Frederick the Great returned to Berlin in triumph. But it was a triumph tinged with sadness. During Frederick’s absence in the war in Saxony his greatest friend (and probable lover) Count von Keyserling, died.

One of Frederick’s earliest lover’s was the handsome young Lt. Hans Hermann von Katte. The two plotted to run away together to escape the abusive and humiliating treatment Frederick received from his father. The two were captured and Katte was executed by Frederick’s father.

Among Frederick’s other lovers was Count Francesco Algarotti, and a man who will get another mention next month in relation to a female English aristocrat.

What resulted from Frederick’s success in Silesia at Christmas 1745 was the foundation of Prussia as a major power around which the future German Empire would grow.

Monday 2 January 2012

The 12 Gays of Christmas

Kristina of Sweden (1626-1689)

For the final 3 Gays of Christmas I want to return to the Nativity story. As well as the angel Gabriel other essential characters in any school nativity play are the Three Kings.
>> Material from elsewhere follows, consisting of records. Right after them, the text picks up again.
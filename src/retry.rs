use std::fmt::Display;
use std::future::Future;
use std::time::Duration;

use log::{debug, warn};

/// Fixed-interval retry settings
#[derive(Debug, Clone, Copy, PartialEq, Eq)]
pub struct RetryPolicy {
    pub max_attempts: u32,
    pub delay: Duration,
}

impl Default for RetryPolicy {
    fn default() -> Self {
        Self {
            max_attempts: 3,
            delay: Duration::from_secs(2),
        }
    }
}

/// Run `operation` until it succeeds, `should_retry` rejects the error, or
/// `policy.max_attempts` is reached. `sleep` is awaited between attempts;
/// the last error is returned unchanged.
pub async fn retry<T, E, Op, Fut, Sleep, SleepFut>(
    policy: RetryPolicy,
    mut sleep: Sleep,
    should_retry: impl Fn(&E) -> bool,
    mut operation: Op,
) -> Result<T, E>
where
    E: Display,
    Op: FnMut(u32) -> Fut,
    Fut: Future<Output = Result<T, E>>,
    Sleep: FnMut(Duration) -> SleepFut,
    SleepFut: Future<Output = ()>,
{
    let max_attempts = policy.max_attempts.max(1);
    let mut attempt = 1;
    loop {
        match operation(attempt).await {
            Ok(val) => return Ok(val),
            Err(e) => {
                println!("嘗試 {attempt} 失敗：{e}");
                warn!("Attempt {attempt}/{max_attempts} failed: {e}");
                if attempt >= max_attempts || !should_retry(&e) {
                    return Err(e);
                }
                println!("等待 {} 秒後重試...", policy.delay.as_secs());
                debug!("Retrying in {:?}", policy.delay);
                sleep(policy.delay).await;
                attempt += 1;
            }
        }
    }
}

/// Pause used outside of tests
pub async fn tokio_sleep(delay: Duration) {
    tokio::time::sleep(delay).await;
}

#[cfg(test)]
mod tests {
    use super::*;
    use std::cell::{Cell, RefCell};

    #[derive(Debug, PartialEq)]
    struct Flaky(&'static str);

    impl Display for Flaky {
        fn fmt(&self, f: &mut std::fmt::Formatter<'_>) -> std::fmt::Result {
            write!(f, "{}", self.0)
        }
    }

    #[test]
    fn test_default_policy() {
        let policy = RetryPolicy::default();
        assert_eq!(policy.max_attempts, 3);
        assert_eq!(policy.delay, Duration::from_secs(2));
    }

    #[tokio::test]
    async fn test_succeeds_on_third_attempt() {
        let attempts = Cell::new(0);
        let pauses = RefCell::new(Vec::new());

        let result = retry(
            RetryPolicy::default(),
            |d| {
                pauses.borrow_mut().push(d);
                async {}
            },
            |_: &Flaky| true,
            |_| {
                attempts.set(attempts.get() + 1);
                let n = attempts.get();
                async move { if n < 3 { Err(Flaky("hiccup")) } else { Ok("transcript") } }
            },
        )
        .await;

        assert_eq!(result, Ok("transcript"));
        assert_eq!(attempts.get(), 3);
        assert_eq!(*pauses.borrow(), vec![Duration::from_secs(2); 2]);
    }

    #[tokio::test]
    async fn test_returns_last_error_after_exhausting_attempts() {
        let attempts = Cell::new(0);
        let pauses = Cell::new(0);

        let result: Result<(), Flaky> = retry(
            RetryPolicy::default(),
            |_| {
                pauses.set(pauses.get() + 1);
                async {}
            },
            |_| true,
            |_| {
                attempts.set(attempts.get() + 1);
                async { Err(Flaky("always down")) }
            },
        )
        .await;

        assert_eq!(result, Err(Flaky("always down")));
        assert_eq!(attempts.get(), 3);
        assert_eq!(pauses.get(), 2);
    }

    #[tokio::test]
    async fn test_stops_on_non_retryable_error() {
        let attempts = Cell::new(0);
        let pauses = Cell::new(0);

        let result: Result<(), Flaky> = retry(
            RetryPolicy::default(),
            |_| {
                pauses.set(pauses.get() + 1);
                async {}
            },
            |e: &Flaky| e.0 != "disabled",
            |_| {
                attempts.set(attempts.get() + 1);
                async { Err(Flaky("disabled")) }
            },
        )
        .await;

        assert!(result.is_err());
        assert_eq!(attempts.get(), 1);
        assert_eq!(pauses.get(), 0);
    }

    #[tokio::test]
    async fn test_passes_attempt_number() {
        let seen = RefCell::new(Vec::new());
        let _: Result<(), Flaky> = retry(
            RetryPolicy {
                max_attempts: 2,
                delay: Duration::ZERO,
            },
            |_| async {},
            |_| true,
            |n| {
                seen.borrow_mut().push(n);
                async { Err(Flaky("nope")) }
            },
        )
        .await;
        assert_eq!(*seen.borrow(), vec![1, 2]);
    }
}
Mentioned in the Bible as an unspecified number of Wise Men (there could have been 2, there could have been 20). The traditional “Three Kings” originate in Medieval times. So, for the last 3 Gays I’ll present 3 kings with festive connections.

Two significant events took place at Christmas in 1654 and 1655. Significant, that is, for my 10th Gay of Christmas – King Kristina of Sweden. Her title of “King” was not a nickname. In Sweden all reigning monarchs are called “king” irrespective of their gender, though Kristina displayed a certain cross-gender behaviour that has placed her firmly in the lgbt community.
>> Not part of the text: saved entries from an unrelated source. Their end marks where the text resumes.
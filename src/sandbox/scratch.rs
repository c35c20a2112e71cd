use std::fs::OpenOptions;
use std::io::Write;
use std::path::{Path, PathBuf};

use anyhow::{Context, Result};
use tracing::{debug, warn};

/// Scratch file holding the source of exactly one execution.
///
/// The file is created with a fresh UUID name (never a caller-supplied
/// path) and removed when the guard drops, on every exit path. Removal
/// is best-effort: a failure is logged and swallowed.
pub struct ScratchFile {
    path: PathBuf,
}

impl ScratchFile {
    /// Creates `<dir>/sandbox-<uuid>.<extension>` and writes `contents`.
    ///
    /// The guard exists before the write happens, so a failed write
    /// still removes the partially written file.
    pub fn create(dir: &Path, extension: &str, contents: &str) -> Result<Self> {
        let path = dir.join(format!("sandbox-{}.{extension}", uuid::Uuid::new_v4()));

        let mut file = OpenOptions::new()
            .write(true)
            .create_new(true)
            .open(&path)
            .with_context(|| format!("creating scratch file {}", path.display()))?;
        let guard = Self { path };

        file.write_all(contents.as_bytes())
            .and_then(|_| file.flush())
            .with_context(|| format!("writing scratch file {}", guard.path.display()))?;

        debug!("Scratch file created: {}", guard.path.display());
        Ok(guard)
    }

    pub fn path(&self) -> &Path {
        &self.path
    }
}

impl Drop for ScratchFile {
    fn drop(&mut self) {
        match std::fs::remove_file(&self.path) {
            Ok(()) => debug!("Scratch file removed: {}", self.path.display()),
            Err(e) => warn!(
                "Could not remove scratch file {}: {e}",
                self.path.display()
            ),
        }
    }
}
pub mod builtin;
pub mod registry;

use std::path::{Path, PathBuf};

use async_trait::async_trait;

/// Runtime context passed to skill execution.
///
/// Relative paths given by the model are resolved against `working_dir`.
#[derive(Debug, Clone)]
pub struct SkillContext {
    pub working_dir: PathBuf,
}

impl SkillContext {
    pub fn new(working_dir: impl Into<PathBuf>) -> Self {
        Self {
            working_dir: working_dir.into(),
        }
    }

    /// Resolves a model-supplied path against the working directory.
    pub fn resolve(&self, path: &str) -> PathBuf {
        let path = Path::new(path);
        if path.is_absolute() {
            path.to_path_buf()
        } else {
            self.working_dir.join(path)
        }
    }
}

/// A skill that the LLM can invoke via tool_use.
///
/// The dispatch layer calls `execute()` when the model requests a
/// tool call, and sends the returned text back as the tool result.
#[async_trait]
pub trait Skill: Send + Sync {
    /// Unique identifier used in the `tools[]` array.
    /// Must be lowercase alphanumeric + underscores (e.g. "run_python").
    fn name(&self) -> &str;

    /// Human-readable description shown to the LLM so it knows
    /// when to invoke this skill.
    fn description(&self) -> &str;

    /// JSON Schema describing the parameters this skill accepts.
    fn parameters_schema(&self) -> serde_json::Value;

    /// Declared capabilities, e.g. "process:python", "filesystem:write".
    fn capabilities(&self) -> Vec<String> {
        vec![]
    }

    /// Execute the skill with the given parameters and return a text result.
    ///
    /// An `Err` means the call itself was malformed (missing parameter,
    /// wrong type); failures of the requested action are reported as
    /// text in `Ok` so the model can read them.
    async fn execute(
        &self,
        params: serde_json::Value,
        context: &SkillContext,
    ) -> anyhow::Result<String>;
}

pub use registry::{SkillRegistry, ToolDefinition};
Even at her birth Kristina was subjected to speculation. Her lusty cries made those hearing them think she was a robust healthy boy. But it was clear Kristina was a girl. However, her father King Gustav Adolf treated her like a boy as much as possible, giving her a typical boy’s education and coaching her as his successor.
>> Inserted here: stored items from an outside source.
use anyhow::{bail, Context, Result};
use serde::Deserialize;
use std::path::{Path, PathBuf};
use std::time::Duration;

use crate::sandbox::denylist::{
    Denylist, DEFAULT_BLOCKED_ATTRIBUTES, DEFAULT_BLOCKED_CALLABLES, DEFAULT_BLOCKED_MODULES,
};
use crate::sandbox::ExecutionLimits;

#[derive(Debug, Deserialize, Clone, Default)]
pub struct Config {
    #[serde(default)]
    pub sandbox: SandboxConfig,
    #[serde(default)]
    pub shell: ShellConfig,
}

/// Settings for validated Python execution.
#[derive(Debug, Deserialize, Clone)]
pub struct SandboxConfig {
    /// Interpreter name or path, resolved against `path` then the parent PATH
    #[serde(default = "default_interpreter")]
    pub interpreter: String,
    /// Extra interpreter flags placed before the script path
    #[serde(default = "default_interpreter_args")]
    pub interpreter_args: Vec<String>,
    #[serde(default = "default_code_timeout_secs")]
    pub timeout_secs: u64,
    #[serde(default = "default_max_output_bytes")]
    pub max_output_bytes: usize,
    /// The only PATH the child sees
    #[serde(default = "default_child_path")]
    pub path: String,
    /// HOME and working directory of the child
    #[serde(default = "default_scratch_dir")]
    pub home_dir: PathBuf,
    /// Where per-call scratch files are created
    #[serde(default = "default_scratch_dir")]
    pub scratch_dir: PathBuf,
    #[serde(default)]
    pub denylist: DenylistConfig,
}

/// Optional overrides; an omitted list keeps the built-in default.
#[derive(Debug, Deserialize, Clone, Default)]
pub struct DenylistConfig {
    pub modules: Option<Vec<String>>,
    pub callables: Option<Vec<String>>,
    pub attributes: Option<Vec<String>>,
}

/// Settings for the unrestricted shell runner.
#[derive(Debug, Deserialize, Clone)]
pub struct ShellConfig {
    #[serde(default = "default_shell_program")]
    pub program: String,
    #[serde(default = "default_shell_timeout_secs")]
    pub timeout_secs: u64,
    #[serde(default = "default_max_output_bytes")]
    pub max_output_bytes: usize,
    /// Defaults to the agent's own working directory
    pub working_dir: Option<PathBuf>,
}

fn default_interpreter() -> String {
    "python3".to_string()
}

fn default_interpreter_args() -> Vec<String> {
    // Isolated mode: no user site-packages, no PYTHON* variables,
    // script directory not prepended to sys.path
    vec!["-I".to_string()]
}

fn default_code_timeout_secs() -> u64 {
    10
}

fn default_shell_timeout_secs() -> u64 {
    60
}

fn default_max_output_bytes() -> usize {
    10_000
}

fn default_child_path() -> String {
    "/usr/local/bin:/usr/bin:/bin".to_string()
}

fn default_scratch_dir() -> PathBuf {
    std::env::temp_dir()
}

fn default_shell_program() -> String {
    "bash".to_string()
}

impl Default for SandboxConfig {
    fn default() -> Self {
        Self {
            interpreter: default_interpreter(),
            interpreter_args: default_interpreter_args(),
            timeout_secs: default_code_timeout_secs(),
            max_output_bytes: default_max_output_bytes(),
            path: default_child_path(),
            home_dir: default_scratch_dir(),
            scratch_dir: default_scratch_dir(),
            denylist: DenylistConfig::default(),
        }
    }
}

impl Default for ShellConfig {
    fn default() -> Self {
        Self {
            program: default_shell_program(),
            timeout_secs: default_shell_timeout_secs(),
            max_output_bytes: default_max_output_bytes(),
            working_dir: None,
        }
    }
}

impl SandboxConfig {
    pub fn limits(&self) -> ExecutionLimits {
        ExecutionLimits {
            timeout: Duration::from_secs(self.timeout_secs),
            max_output_bytes: self.max_output_bytes,
        }
    }

    /// Builds the process-wide denylist, falling back to the defaults
    /// for every list the config leaves out.
    pub fn denylist(&self) -> Result<Denylist> {
        fn or_default(list: &Option<Vec<String>>, default: &[&str]) -> Vec<String> {
            match list {
                Some(names) => names.clone(),
                None => default.iter().map(|s| s.to_string()).collect(),
            }
        }

        Denylist::new(
            or_default(&self.denylist.modules, DEFAULT_BLOCKED_MODULES),
            or_default(&self.denylist.callables, DEFAULT_BLOCKED_CALLABLES),
            or_default(&self.denylist.attributes, DEFAULT_BLOCKED_ATTRIBUTES),
        )
    }
}

impl ShellConfig {
    pub fn limits(&self) -> ExecutionLimits {
        ExecutionLimits {
            timeout: Duration::from_secs(self.timeout_secs),
            max_output_bytes: self.max_output_bytes,
        }
    }
}

impl Config {
    pub fn load(path: &str) -> Result<Self> {
        let content = std::fs::read_to_string(path)
            .with_context(|| format!("reading config file {path}"))?;
        Self::parse(&content).with_context(|| format!("loading config file {path}"))
    }

    /// Loads `path` if it exists; a missing file yields the defaults.
    pub fn load_or_default(path: &str) -> Result<Self> {
        if Path::new(path).exists() {
            Self::load(path)
        } else {
            Ok(Self::default())
        }
    }

    pub fn parse(content: &str) -> Result<Self> {
        // Expand environment variables like ${SANDBOX_SCRATCH}
        let expanded = shellexpand::env(content)?;
        let config: Config = toml::from_str(&expanded)?;
        config.validate()?;
        Ok(config)
    }

    pub fn validate(&self) -> Result<()> {
        if self.sandbox.timeout_secs == 0 {
            bail!("sandbox.timeout_secs must be greater than zero");
        }
        if self.sandbox.max_output_bytes == 0 {
            bail!("sandbox.max_output_bytes must be greater than zero");
        }
        if self.shell.timeout_secs == 0 {
            bail!("shell.timeout_secs must be greater than zero");
        }
        if self.shell.max_output_bytes == 0 {
            bail!("shell.max_output_bytes must be greater than zero");
        }
        if self.sandbox.interpreter.trim().is_empty() {
            bail!("sandbox.interpreter must not be empty");
        }
        self.sandbox.denylist()?;
        Ok(())
    }
}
Her succession happened sooner rather than later. Scarcely after her education had begun Kristina’s father was killed in battle and she became King of Sweden at the age of 6. An intelligent and inquisitive teenager she impressed the Regents and State Council who had no worries about her ruling in her own right as king from her 18th birthday.

Kristina reigned well and wisely for 22 years and stunned everyone by abdicating at the age of 27 in 1654. She left Sweden and travelled around Europe under the guise of “Count Dohna”. On Christmas Eve 1654 she converted from Lutheranism to Catholicism. The pope considered her a “prize conversion” and welcomed Kristina to Rome in 1655 where they attended Holy Mass on 25th December. Kristina spent the rest of her life in Rome.

Kristina was often regarded as mannish in appearance and attire. She dismissed all ideas of marriage to secure the succession. The French referred to her as an Amazon because of her mannish style.

One clear relationship Kristina had was with a female courtier called Ebba Sparre. They were known to have shared a bed. I am wary to use the phrase “slept together” because it means something different, though there was an obvious love between them as is shown in the letters Kristina wrote to Ebba after she left Sweden.

The enigmatic nature of Kristina’s sexuality lingers over 400 years after her death. The famous film of 1933 in which the equally enigmatic Swede Greta Garbo played Kristina didn’t shy away from portraying Kristina in an honest manner. As much as anything else, the film only enhanced King Krstina’s place in lgbt history.